Segment Open

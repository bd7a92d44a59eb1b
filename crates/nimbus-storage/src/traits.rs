//! Media provider abstraction
//!
//! `MediaProvider` is the seam between the gateway and the remote media
//! API. It mirrors the provider's own surface: upload and lookup detect the
//! resource type on their own, destroy requires the caller to assert one.

use async_trait::async_trait;
use bytes::Bytes;
use serde::{Deserialize, Serialize};
use serde_json::{Map, Value};
use thiserror::Error;

use nimbus_core::models::Asset;

/// Provider operation errors
#[derive(Debug, Error)]
pub enum StorageError {
    #[error("Upload failed: {0}")]
    UploadFailed(String),

    #[error("Search failed: {0}")]
    SearchFailed(String),

    #[error("Lookup failed: {0}")]
    LookupFailed(String),

    #[error("Destroy failed: {0}")]
    DestroyFailed(String),

    #[error("Resource not found: {0}")]
    NotFound(String),

    #[error("Configuration error: {0}")]
    Config(String),
}

/// Result type for provider operations
pub type StorageResult<T> = Result<T, StorageError>;

/// Resource type asserted on provider calls that require one.
#[derive(Debug, Clone, Copy, PartialEq, Eq)]
pub enum ResourceKind {
    Image,
    Video,
    Raw,
}

impl ResourceKind {
    pub fn as_str(self) -> &'static str {
        match self {
            ResourceKind::Image => "image",
            ResourceKind::Video => "video",
            ResourceKind::Raw => "raw",
        }
    }
}

/// Raw outcome of a provider destroy call.
///
/// `result` is the provider's literal status string (`"ok"`, `"not found"`,
/// `"0"`, ...). Callers receive the whole receipt verbatim, extra fields
/// included.
#[derive(Debug, Clone, Serialize, Deserialize)]
pub struct DestroyReceipt {
    pub result: String,

    #[serde(flatten)]
    pub extra: Map<String, Value>,
}

impl DestroyReceipt {
    /// Whether the provider reported that no such resource exists.
    ///
    /// Exactly two literals mean "missing": `"not found"` and `"0"`. The
    /// match is byte-exact; case variants or other falsy-looking values do
    /// not qualify.
    pub fn is_missing(&self) -> bool {
        matches!(self.result.as_str(), "not found" | "0")
    }
}

/// Remote media provider abstraction
#[async_trait]
pub trait MediaProvider: Send + Sync {
    /// Upload one file into `folder`. The provider assigns the identifier
    /// and detects the resource type from the content.
    async fn store(
        &self,
        folder: &str,
        filename: &str,
        content_type: &str,
        data: Bytes,
    ) -> StorageResult<Asset>;

    /// One page of assets in `folder`, newest first, at most `max_results`.
    async fn search(&self, folder: &str, max_results: usize) -> StorageResult<Vec<Asset>>;

    /// Exact-identifier lookup with resource-type auto-detection.
    async fn resource(&self, public_id: &str) -> StorageResult<Asset>;

    /// Remove `public_id` as a `kind`-typed resource. A missing resource is
    /// reported through the receipt, not as an error.
    async fn destroy(&self, public_id: &str, kind: ResourceKind)
        -> StorageResult<DestroyReceipt>;
}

Segment Closed

* The task:
Out of the data above, transcribe exactly and only the lines starting with the line that has "provider destroy call." and going on through the line that has "with resource-type auto-detection.", both included.

* Response to this exercise:
/// Raw outcome of a provider destroy call.
///
/// `result` is the provider's literal status string (`"ok"`, `"not found"`,
/// `"0"`, ...). Callers receive the whole receipt verbatim, extra fields
/// included.
#[derive(Debug, Clone, Serialize, Deserialize)]
pub struct DestroyReceipt {
    pub result: String,

    #[serde(flatten)]
    pub extra: Map<String, Value>,
}

impl DestroyReceipt {
    /// Whether the provider reported that no such resource exists.
    ///
    /// Exactly two literals mean "missing": `"not found"` and `"0"`. The
    /// match is byte-exact; case variants or other falsy-looking values do
    /// not qualify.
    pub fn is_missing(&self) -> bool {
        matches!(self.result.as_str(), "not found" | "0")
    }
}

/// Remote media provider abstraction
#[async_trait]
pub trait MediaProvider: Send + Sync {
    /// Upload one file into `folder`. The provider assigns the identifier
    /// and detects the resource type from the content.
    async fn store(
        &self,
        folder: &str,
        filename: &str,
        content_type: &str,
        data: Bytes,
    ) -> StorageResult<Asset>;

    /// One page of assets in `folder`, newest first, at most `max_results`.
    async fn search(&self, folder: &str, max_results: usize) -> StorageResult<Vec<Asset>>;

    /// Exact-identifier lookup with resource-type auto-detection.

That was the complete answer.